**INSTRUCTIONS TO FOLLOW**
For the word "BTreeMap", state how many lines of the data include it. Respond with the number only.
____
//! Pure aggregation functions.
//!
//! Nothing here touches the database: operations load the rows and hand them
//! over, which keeps every formula unit-testable. Totals use checked
//! arithmetic; a total that does not fit in an `i64` is
//! [`EngineError::InvalidAmount`].

use std::collections::BTreeMap;

use chrono::Datelike;

use crate::{
    Account, Budget, BudgetState, Currency, Debt, DebtType, EngineError, Frequency, Investment,
    Recurring, ResultEngine, SplitBill, Transaction, TransactionType,
};

/// Percentage at which a budget turns `near-limit`.
pub const NEAR_LIMIT_PERCENTAGE: f64 = 80.0;
/// Percentage at which a budget turns `over-budget`.
pub const OVER_BUDGET_PERCENTAGE: f64 = 100.0;

fn out_of_range(label: &str) -> EngineError {
    EngineError::InvalidAmount(format!("{label} is out of range"))
}

fn add(a: i64, b: i64, label: &str) -> ResultEngine<i64> {
    a.checked_add(b).ok_or_else(|| out_of_range(label))
}

fn sub(a: i64, b: i64, label: &str) -> ResultEngine<i64> {
    a.checked_sub(b).ok_or_else(|| out_of_range(label))
}

fn total<I>(amounts: I, label: &str) -> ResultEngine<i64>
where
    I: IntoIterator<Item = i64>,
{
    amounts
        .into_iter()
        .try_fold(0_i64, |sum, amount| add(sum, amount, label))
}

#[derive(Clone, Debug, PartialEq)]
pub struct BudgetStatus {
    pub month: u32,
    pub year: i32,
    pub budget: i64,
    pub spent: i64,
    pub remaining: i64,
    pub percentage: f64,
    pub state: BudgetState,
}

/// `spent` as a percentage of `budget`; 0 when there is no budget.
pub fn budget_percentage(spent: i64, budget: i64) -> f64 {
    if budget == 0 {
        return 0.0;
    }
    (spent as f64 * 100.0) / budget as f64
}

pub fn budget_state(percentage: f64) -> BudgetState {
    if percentage >= OVER_BUDGET_PERCENTAGE {
        BudgetState::OverBudget
    } else if percentage >= NEAR_LIMIT_PERCENTAGE {
        BudgetState::NearLimit
    } else {
        BudgetState::Safe
    }
}

fn in_period(transaction: &Transaction, month: u32, year: i32) -> bool {
    transaction.date.month() == month && transaction.date.year() == year
}

/// Status of the whole-month budget (the one without a category).
pub fn budget_status(
    transactions: &[Transaction],
    budgets: &[Budget],
    month: u32,
    year: i32,
) -> ResultEngine<BudgetStatus> {
    let budget = budgets
        .iter()
        .find(|b| b.category_id.is_none() && b.month == month && b.year == year)
        .map_or(0, |b| b.amount);
    let spent = total(
        transactions
            .iter()
            .filter(|t| t.kind == TransactionType::Expense && in_period(t, month, year))
            .map(|t| t.amount),
        "monthly spending",
    )?;
    let percentage = budget_percentage(spent, budget);
    Ok(BudgetStatus {
        month,
        year,
        budget,
        spent,
        remaining: sub(budget, spent, "remaining budget")?,
        percentage,
        state: budget_state(percentage),
    })
}

#[derive(Clone, Debug, PartialEq, Eq)]
pub struct CategoryTotal {
    pub category_id: Option<String>,
    pub kind: TransactionType,
    pub total: i64,
}

#[derive(Clone, Debug, PartialEq, Eq)]
pub struct MonthlyStats {
    pub month: u32,
    pub year: i32,
    pub income: i64,
    pub expense: i64,
    pub net: i64,
    /// Sorted by total, largest first.
    pub by_category: Vec<CategoryTotal>,
}

pub fn monthly_stats(
    transactions: &[Transaction],
    month: u32,
    year: i32,
) -> ResultEngine<MonthlyStats> {
    let mut income = 0;
    let mut expense = 0;
    let mut totals: BTreeMap<(Option<&str>, &'static str), (TransactionType, i64)> =
        BTreeMap::new();

    for transaction in transactions.iter().filter(|t| in_period(t, month, year)) {
        match transaction.kind {
            TransactionType::Income => income = add(income, transaction.amount, "monthly income")?,
            TransactionType::Expense => {
                expense = add(expense, transaction.amount, "monthly expense")?
            }
        }
        let key = (
            transaction.category_id.as_deref(),
            transaction.kind.as_str(),
        );
        let entry = totals.entry(key).or_insert((transaction.kind, 0));
        entry.1 = add(entry.1, transaction.amount, "category total")?;
    }

    let mut by_category: Vec<CategoryTotal> = totals
        .into_iter()
        .map(|((category_id, _), (kind, total))| CategoryTotal {
            category_id: category_id.map(ToString::to_string),
            kind,
            total,
        })
        .collect();
    by_category.sort_by(|a, b| b.total.cmp(&a.total));

    Ok(MonthlyStats {
        month,
        year,
        income,
        expense,
        net: sub(income, expense, "monthly net")?,
        by_category,
    })
}

/// Monthly stats together with the whole-month budget status.
#[derive(Clone, Debug, PartialEq)]
pub struct MonthlyReport {
    pub stats: MonthlyStats,
    pub budget: BudgetStatus,
}

#[derive(Clone, Debug, PartialEq)]
pub struct Position {
    pub id: String,
    pub name: String,
    pub current_value: i64,
    pub gain: i64,
    pub return_percentage: f64,
}

#[derive(Clone, Debug, PartialEq)]
pub struct Portfolio {
    pub positions: Vec<Position>,
    pub total_value: i64,
    pub total_gain: i64,
    pub return_percentage: f64,
}

/// `gain / (value - gain) × 100`, 0 when the basis is 0.
pub fn return_percentage(current_value: i64, gain: i64) -> f64 {
    let basis = current_value as f64 - gain as f64;
    if basis == 0.0 {
        return 0.0;
    }
    gain as f64 / basis * 100.0
}

/// Rounded `price × quantity`. Values past the `i64` range are rejected.
fn rounded_amount(value: f64, label: &str) -> ResultEngine<i64> {
    let value = value.round();
    // i64::MAX as f64 rounds up to 2^63, which is already out of range
    if !value.is_finite() || value >= i64::MAX as f64 || value < i64::MIN as f64 {
        return Err(out_of_range(label));
    }
    Ok(value as i64)
}

pub fn current_value(investment: &Investment) -> ResultEngine<i64> {
    rounded_amount(
        investment.current_price as f64 * investment.quantity,
        "investment value",
    )
}

pub fn position(investment: &Investment) -> ResultEngine<Position> {
    let current_value = current_value(investment)?;
    let gain = rounded_amount(
        (investment.current_price as f64 - investment.buy_price as f64) * investment.quantity,
        "investment gain",
    )?;
    Ok(Position {
        id: investment.id.clone(),
        name: investment.name.clone(),
        current_value,
        gain,
        return_percentage: return_percentage(current_value, gain),
    })
}

pub fn portfolio(investments: &[Investment]) -> ResultEngine<Portfolio> {
    let positions = investments
        .iter()
        .map(position)
        .collect::<ResultEngine<Vec<_>>>()?;
    let total_value = total(positions.iter().map(|p| p.current_value), "portfolio value")?;
    let total_gain = total(positions.iter().map(|p| p.gain), "portfolio gain")?;
    Ok(Portfolio {
        positions,
        total_value,
        total_gain,
        return_percentage: return_percentage(total_value, total_gain),
    })
}

#[derive(Clone, Debug, Default, PartialEq, Eq)]
pub struct DebtSummary {
    pub total_receivable: i64,
    pub total_payable: i64,
    pub net: i64,
}

/// Totals of the unpaid debts.
pub fn debt_summary(debts: &[Debt]) -> ResultEngine<DebtSummary> {
    let unpaid = |kind: DebtType| {
        debts
            .iter()
            .filter(move |d| !d.is_paid && d.kind == kind)
            .map(|d| d.amount)
    };
    let total_receivable = total(unpaid(DebtType::Receivable), "receivable total")?;
    let total_payable = total(unpaid(DebtType::Payable), "payable total")?;
    Ok(DebtSummary {
        total_receivable,
        total_payable,
        net: sub(total_receivable, total_payable, "net debt")?,
    })
}

#[derive(Clone, Debug, PartialEq, Eq)]
pub struct NetWorth {
    pub accounts: i64,
    pub investments: i64,
    pub receivables: i64,
    pub payables: i64,
    pub net_worth: i64,
}

/// Active rupiah accounts plus investments plus unpaid receivables, minus
/// unpaid payables. Accounts in other currencies are left out.
pub fn net_worth(
    accounts: &[Account],
    investments: &[Investment],
    debts: &[Debt],
) -> ResultEngine<NetWorth> {
    let account_total = total(
        accounts
            .iter()
            .filter(|a| a.is_active && a.currency == Currency::Idr)
            .map(|a| a.balance),
        "account total",
    )?;
    let investment_total = total(
        investments
            .iter()
            .map(current_value)
            .collect::<ResultEngine<Vec<_>>>()?,
        "investment total",
    )?;
    let debts = debt_summary(debts)?;
    let assets = total([account_total, investment_total, debts.total_receivable], "net worth")?;
    Ok(NetWorth {
        accounts: account_total,
        investments: investment_total,
        receivables: debts.total_receivable,
        payables: debts.total_payable,
        net_worth: sub(assets, debts.total_payable, "net worth")?,
    })
}

#[derive(Clone, Debug, Default, PartialEq, Eq)]
pub struct RecurringSummary {
    pub monthly_income: i64,
    pub monthly_expense: i64,
    pub monthly_net: i64,
}

/// Amount per month for an item repeating at `frequency`.
pub fn monthly_equivalent(amount: i64, frequency: Frequency) -> ResultEngine<i64> {
    let amount = amount as f64;
    let monthly = match frequency {
        Frequency::Daily => amount * 365.0 / 12.0,
        Frequency::Weekly => amount * 52.0 / 12.0,
        Frequency::Monthly => amount,
        Frequency::Yearly => amount / 12.0,
    };
    rounded_amount(monthly, "monthly equivalent")
}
____
**WRITTEN ANSWER**
3